• TO DO: Go through the records line by line from the top and repeat each one exactly, ending with the line that contains "- before the".

=== THE INPUT ===

//! Matrix transfer scheduling
//!
//! Every joint a packet references has to be transferred into VU0 before a
//! record loads it. A transfer can run:
//! - before the packet's loop (preloop), which costs time,
//! - piggybacked on one of the previous packet's trailing regular records,
//!   as long as nothing from that record onward still loads the address,
//! - piggybacked on one of this packet's two-way blend records, as long as
//!   no two-way blend loads the joint.

use std::collections::BTreeSet;

use crate::allocator::Vu0MatrixAllocator;
use crate::error::Result;
use crate::liveness::MatrixLivenessInfo;
use crate::record::{MatrixTransfer, PacketRecords, VU0_SLOT_COUNT, VertexRecord};
use crate::vertex::Vertex;

/// Where each of a packet's transfers has been placed.
#[derive(Debug, Clone, Default, PartialEq, Eq)]
pub struct MatrixTransferSchedule {
    /// Run before the packet's first record.
    pub preloop_transfers: Vec<MatrixTransfer>,
    /// `last_packet_transfers[i]` rides on the previous packet's record
    /// `len - 1 - i`.
    pub last_packet_transfers: Vec<MatrixTransfer>,
    /// `two_way_transfers[i]` rides on this packet's record `i`.
    pub two_way_transfers: Vec<MatrixTransfer>,
}

/// True if any record from `begin` onward loads `address`.
fn loaded_from(records: &[VertexRecord], begin: usize, address: u8) -> bool {
    records[begin..]
        .iter()
        .any(|record| record.regular().load_addr == address)
}

/// Allocate VU0 slots for a packet and decide where its transfers go.
///
/// Must be called after [`Vu0MatrixAllocator::new_packet`] and before the
/// packet's records are packed, since it also warms the allocator's blend
/// state.
pub fn schedule_matrix_transfers(
    packet_index: usize,
    vertices: &[Vertex],
    previous: Option<&PacketRecords>,
    allocator: &mut Vu0MatrixAllocator,
    liveness: &[MatrixLivenessInfo],
) -> Result<MatrixTransferSchedule> {
    let current_packet = packet_index as i32;

    // Addresses the previous packet's regular records load while we may be
    // transferring into VU0 on its behalf.
    let mut slots_in_use = [false; VU0_SLOT_COUNT];
    if let Some(previous) = previous {
        for record in previous.regular_records() {
            slots_in_use[record.regular().load_addr as usize / 4] = true;
        }
    }

    let mut used_joints = BTreeSet::new();
    let mut used_by_two_way_blends = BTreeSet::new();
    for vertex in vertices {
        for &joint in vertex.skin.used_joints() {
            let joint = joint as u8;
            if vertex.skin.count == 2 {
                used_by_two_way_blends.insert(joint);
            }
            used_joints.insert(joint);
        }
    }
    let (other_joints, two_way_joints): (Vec<u8>, Vec<u8>) = used_joints
        .iter()
        .copied()
        .partition(|joint| used_by_two_way_blends.contains(joint));

    let mut conflicting = Vec::new();
    let mut independent = Vec::new();
    for &joint in &other_joints {
        if let Some(address) = allocator.allocate_transferred(joint) {
            let transfer = MatrixTransfer::new(joint, address);
            if slots_in_use[address as usize / 4] {
                conflicting.push(transfer);
            } else {
                independent.push(transfer);
            }
        }
    }

    // Conflicting transfers first, so they get the latest records.
    conflicting.reverse();
    let mut matrix_transfers = conflicting;
    matrix_transfers.extend(independent);

    let allocated_two_way_transfers: Vec<MatrixTransfer> = two_way_joints
        .iter()
        .filter_map(|&joint| {
            allocator
                .allocate_transferred(joint)
                .map(|address| MatrixTransfer::new(joint, address))
        })
        .collect();

    for (vertex, info) in vertices.iter().zip(liveness) {
        if vertex.skin.is_blend() {
            allocator.allocate_blended(vertex.skin, current_packet, info.last_packet, vertices)?;
        }
    }

    // Two-way blends that will actually be issued this packet.
    let two_way_count = vertices
        .iter()
        .zip(liveness)
        .filter(|(vertex, info)| {
            vertex.skin.count == 2
                && (info.population_count == 1
                    || allocator
                        .get_allocation_pre(vertex.skin)
                        .is_none_or(|allocation| allocation.first_use_pre))
        })
        .count();

    let mut schedule = MatrixTransferSchedule::default();

    match previous {
        Some(previous) => {
            let records = &previous.records;
            let regular_begin = previous.regular_begin() as i64;
            let mut insert_index = records.len() as i64 - 1;
            for transfer in matrix_transfers {
                if insert_index >= regular_begin
                    && !loaded_from(records, insert_index as usize, transfer.dest_addr)
                {
                    schedule.last_packet_transfers.push(transfer);
                    insert_index -= 1;
                } else {
                    schedule.preloop_transfers.push(transfer);
                }
            }
        }
        None => schedule.preloop_transfers.extend(matrix_transfers),
    }

    for (i, transfer) in allocated_two_way_transfers.into_iter().enumerate() {
        if i < two_way_count {
            schedule.two_way_transfers.push(transfer);
            continue;
        }
        let last_packet_has_space = previous
            .is_some_and(|previous| schedule.last_packet_transfers.len() < previous.main_count);
        if last_packet_has_space && !slots_in_use[transfer.dest_addr as usize / 4] {
            schedule.last_packet_transfers.push(transfer);
        } else {
            schedule.preloop_transfers.push(transfer);
        }
    }

    tracing::trace!(
        packet = packet_index,
        preloop = schedule.preloop_transfers.len(),
        last_packet = schedule.last_packet_transfers.len(),
        two_way = schedule.two_way_transfers.len(),
        "scheduled matrix transfers"
    );

    Ok(schedule)
}

#[cfg(test)]
mod tests {
    use bytemuck::Zeroable;
    use glam::Vec3;

    use super::*;
    use crate::attributes::SkinAttributes;
    use crate::liveness::compute_matrix_liveness;
    use crate::record::RegularLoad;

    fn packet(skins: &[SkinAttributes]) -> Vec<Vertex> {
        skins
            .iter()
            .map(|&skin| Vertex::new(Vec3::ZERO, Vec3::Z, skin))
            .collect()
    }

    fn regular_packet(loads: &[u8]) -> PacketRecords {
        let records = loads
            .iter()
            .map(|&load_addr| {
                let mut record = VertexRecord::zeroed();
                record.set_regular(&RegularLoad {
                    load_addr,
                    transfer_store_addr: 0xf4,
                });
                record
            })
            .collect::<Vec<_>>();
        PacketRecords {
            main_count: records.len(),
            records,
            ..Default::default()
        }
    }

    #[test]
    fn test_first_packet_uses_preloop_and_two_way() {
        let packets = vec![packet(&[
            SkinAttributes::two_way([1, 2], [100, 155]),
            SkinAttributes::single(3),
            SkinAttributes::single(4),
        ])];
        let liveness = compute_matrix_liveness(&packets);
        let mut allocator = Vu0MatrixAllocator::new(4).unwrap();
        allocator.new_packet();

        let schedule =
            schedule_matrix_transfers(0, &packets[0], None, &mut allocator, &liveness[0]).unwrap();

        // Joints 1 and 2 are loaded by the two-way blend so they can't ride on it.
        assert_eq!(
            schedule.preloop_transfers,
            vec![
                MatrixTransfer::new(1, 0x0),
                MatrixTransfer::new(2, 0x4),
                MatrixTransfer::new(4, 0xc),
            ]
        );
        assert_eq!(schedule.two_way_transfers, vec![MatrixTransfer::new(3, 0x8)]);
        assert!(schedule.last_packet_transfers.is_empty());
    }

    #[test]
    fn test_transfers_ride_on_previous_packet() {
        let mut allocator = Vu0MatrixAllocator::new(4).unwrap();
        allocator.new_packet();
        for joint in 0..3 {
            allocator.allocate_transferred(joint);
        }
        let previous = regular_packet(&[0x4, 0x8, 0x0]);

        allocator.new_packet();
        let packets = vec![packet(&[SkinAttributes::two_way([5, 6], [128, 127])])];
        let liveness = compute_matrix_liveness(&packets);
        let schedule =
            schedule_matrix_transfers(1, &packets[0], Some(&previous), &mut allocator, &liveness[0])
                .unwrap();

        // Joint 6 wraps around to 0x0, which the last record still loads.
        // Both joints feed the two-way blend so neither can ride on it.
        assert_eq!(schedule.preloop_transfers, vec![MatrixTransfer::new(6, 0x0)]);
        assert_eq!(
            schedule.last_packet_transfers,
            vec![MatrixTransfer::new(5, 0xc)]
        );
        assert!(schedule.two_way_transfers.is_empty());
    }

    #[test]
    fn test_two_way_overflow_goes_to_previous_packet() {
        let mut allocator = Vu0MatrixAllocator::new(4).unwrap();
        allocator.new_packet();
        let previous = regular_packet(&[0xc, 0xc]);

        allocator.new_packet();
        let packets = vec![packet(&[
            SkinAttributes::single(7),
            SkinAttributes::single(8),
            SkinAttributes::single(9),
        ])];
        let liveness = compute_matrix_liveness(&packets);
        let schedule =
            schedule_matrix_transfers(1, &packets[0], Some(&previous), &mut allocator, &liveness[0])
                .unwrap();

        // No two-way blends: every joint is eligible but nothing can carry it.
        assert!(schedule.two_way_transfers.is_empty());
        assert_eq!(
            schedule.last_packet_transfers,
            vec![MatrixTransfer::new(7, 0x0), MatrixTransfer::new(8, 0x4)]
        );
        assert_eq!(schedule.preloop_transfers, vec![MatrixTransfer::new(9, 0x8)]);
    }

    #[test]
    fn test_resident_blend_is_not_counted_as_two_way() {
        let shared = SkinAttributes::two_way([0, 1], [128, 127]);
        let packets = vec![
            packet(&[shared, shared, SkinAttributes::single(2)]),
            packet(&[shared, SkinAttributes::single(2)]),
        ];
        let liveness = compute_matrix_liveness(&packets);
        let mut allocator = Vu0MatrixAllocator::new(3).unwrap();

        allocator.new_packet();
        let schedule =
            schedule_matrix_transfers(0, &packets[0], None, &mut allocator, &liveness[0]).unwrap();
        // Only the first of the two identical blends is issued.
        assert_eq!(schedule.two_way_transfers, vec![MatrixTransfer::new(2, 0x8)]);

        allocator.new_packet();
        let previous = regular_packet(&[0x8, 0x0c]);
        let schedule =
            schedule_matrix_transfers(1, &packets[1], Some(&previous), &mut allocator, &liveness[1])
                .unwrap();
        assert!(schedule.two_way_transfers.is_empty());
        assert_eq!(allocator.blend_allocations_this_packet(), 0);
    }
}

===

• RESPONSE TO THE TASK:
//! Matrix transfer scheduling
//!
//! Every joint a packet references has to be transferred into VU0 before a
//! record loads it. A transfer can run:
//! - before the packet's loop (preloop), which costs time,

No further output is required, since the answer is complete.